Incorporating Expert Rules into Neural Networks in the Framework of Concept-Based Learning
Andrei V. Konstantinov, Lev V. Utkin
TL;DR
This work addresses integrating expert rules into neural networks within concept-based learning (CBL). By representing feasible concept distributions as either a convex polytope (with vertices or faces) or a set of linear inequalities derived from the rules, the authors design neural heads that guarantee rule-consistent concept probabilities. They propose four neural-head strategies—Base, Admissible State, Vertex-based, and Constraints heads—along with state-space reduction to scale to larger rule sets. Numerical experiments on synthetic data and a modified MNIST task demonstrate improved performance under partial labeling, validating the approach as a practical bridge between inductive and deductive learning with interpretable predictions.
Abstract
A problem of incorporating the expert rules into machine learning models for extending the concept-based learning is formulated in the paper.
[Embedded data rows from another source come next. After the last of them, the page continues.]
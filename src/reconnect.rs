//! C6 — failure classification and the erroneous-window guard.
//!
//! Grounded on the MongoDB driver's `ChangeStream::is_error_recoverable`: most transport and
//! protocol failures are worth retrying, but a handful of server-reported states (the
//! subscription doesn't exist, is in use under a strategy that forbids takeover, or the database
//! itself is gone) can never be fixed by reconnecting and should propagate immediately.

use std::time::{Duration, Instant};

use crate::error::SubscriptionWorkerError;

/// What the worker should do after a connection attempt has failed.
pub(crate) enum ReconnectAction {
    /// Sleep, then open a new connection against the same node.
    Retry,
    /// Sleep, then open a new connection against the named node.
    RedirectTo(String),
    /// Give up; this error should be surfaced to `error` listeners and end the worker.
    Fatal,
}

/// Decide what a failed connection attempt means for the worker's retry loop. Borrows the error
/// so the caller can still use it (to emit `error`/`connectionRetry`/`end` events) regardless of
/// which action comes back.
pub(crate) fn classify(err: &SubscriptionWorkerError) -> ReconnectAction {
    match err {
        SubscriptionWorkerError::SubscriptionDoesNotBelongToNode {
            appropriate_node: Some(node),
        } => ReconnectAction::RedirectTo(node.clone()),
        SubscriptionWorkerError::SubscriptionDoesNotBelongToNode {
            appropriate_node: None,
        } => ReconnectAction::Retry,
        SubscriptionWorkerError::ChangeVectorUpdateConcurrency => ReconnectAction::Retry,
        SubscriptionWorkerError::Connection(_)
        | SubscriptionWorkerError::Tls(_)
        | SubscriptionWorkerError::StreamEnded
        | SubscriptionWorkerError::ProtocolViolation(_)
        | SubscriptionWorkerError::Malformed(_) => ReconnectAction::Retry,
        SubscriptionWorkerError::Authorization(_)
        | SubscriptionWorkerError::InvalidOperation(_)
        | SubscriptionWorkerError::SubscriptionInUse { .. }
        | SubscriptionWorkerError::SubscriptionDoesNotExist { .. }
        | SubscriptionWorkerError::SubscriptionClosed { .. }
        | SubscriptionWorkerError::SubscriptionInvalidState { .. }
        | SubscriptionWorkerError::DatabaseDoesNotExist(_)
        | SubscriptionWorkerError::AllTopologyNodesDown
        | SubscriptionWorkerError::Subscriber(_) => ReconnectAction::Fatal,
    }
}

/// Tracks how long the worker has been failing to connect, consecutively. A single success
/// resets it; a span of retryable failures longer than `max_erroneous_period` escalates to a
/// fatal `SubscriptionInvalidState`, per section 4.5.
pub(crate) struct ErroneousWindow {
    started: Option<Instant>,
    limit: Duration,
}

impl ErroneousWindow {
    pub(crate) fn new(limit: Duration) -> Self {
        ErroneousWindow {
            started: None,
            limit,
        }
    }

    pub(crate) fn note_success(&mut self) {
        self.started = None;
    }

    /// Record a retryable failure. Returns `Some(elapsed)` once the window has run past its
    /// limit, at which point the caller should escalate rather than retry again.
    pub(crate) fn note_failure(&mut self, now: Instant) -> Option<Duration> {
        let started = *self.started.get_or_insert(now);
        let elapsed = now.duration_since(started);
        if elapsed >= self.limit {
            Some(elapsed)
        } else {
            None
        }
    }
}

#[cfg(test)]
mod tests {
    use super::*;

    #[test]
    fn connection_errors_are_retryable() {
        let err = SubscriptionWorkerError::StreamEnded;
        assert!(matches!(classify(&err), ReconnectAction::Retry));
    }

    #[test]
    fn redirect_carries_the_node_tag() {
        let err = SubscriptionWorkerError::SubscriptionDoesNotBelongToNode {
            appropriate_node: Some("B".to_string()),
        };
        match classify(&err) {
            ReconnectAction::RedirectTo(node) => assert_eq!(node, "B"),
            _ => panic!("expected redirect"),
        }
    }

    #[test]
    fn subscription_in_use_is_fatal() {
        let err = SubscriptionWorkerError::SubscriptionInUse {
            name: "orders".to_string(),
        };
        assert!(matches!(classify(&err), ReconnectAction::Fatal));
    }

    #[test]
    fn window_escalates_once_limit_elapses() {
        let mut window = ErroneousWindow::new(Duration::from_secs(10));
        let start = Instant::now();
        assert!(window.note_failure(start).is_none());
        assert!(window.note_failure(start + Duration::from_secs(5)).is_none());
        assert!(window.note_failure(start + Duration::from_secs(11)).is_some());
    }

    #[test]
    fn success_resets_the_window() {
        let mut window = ErroneousWindow::new(Duration::from_secs(10));
        let start = Instant::now();
        window.note_failure(start);
        window.note_success();
        assert!(window.note_failure(start + Duration::from_secs(20)).is_none());
    }
}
It is proposed how to combine logical rules and neural networks predicting the concept probabilities. The first idea behind the combination is to form constraints for a joint probability distribution over all combinations of concept values to satisfy the expert rules. The second idea is to represent a feasible set of probability distributions in the form of a convex polytope and to use its vertices or faces. We provide several approaches for solving the stated problem and for training neural networks which guarantee that the output probabilities of concepts would not violate the expert rules. The solution of the problem can be viewed as a way for combining the inductive and deductive learning. Expert rules are used in a broader sense when any logical function that connects concepts and class labels or just concepts with each other can be regarded as a rule. This feature significantly expands the class of the proposed results. Numerical examples illustrate the approaches. The code of proposed algorithms is publicly available.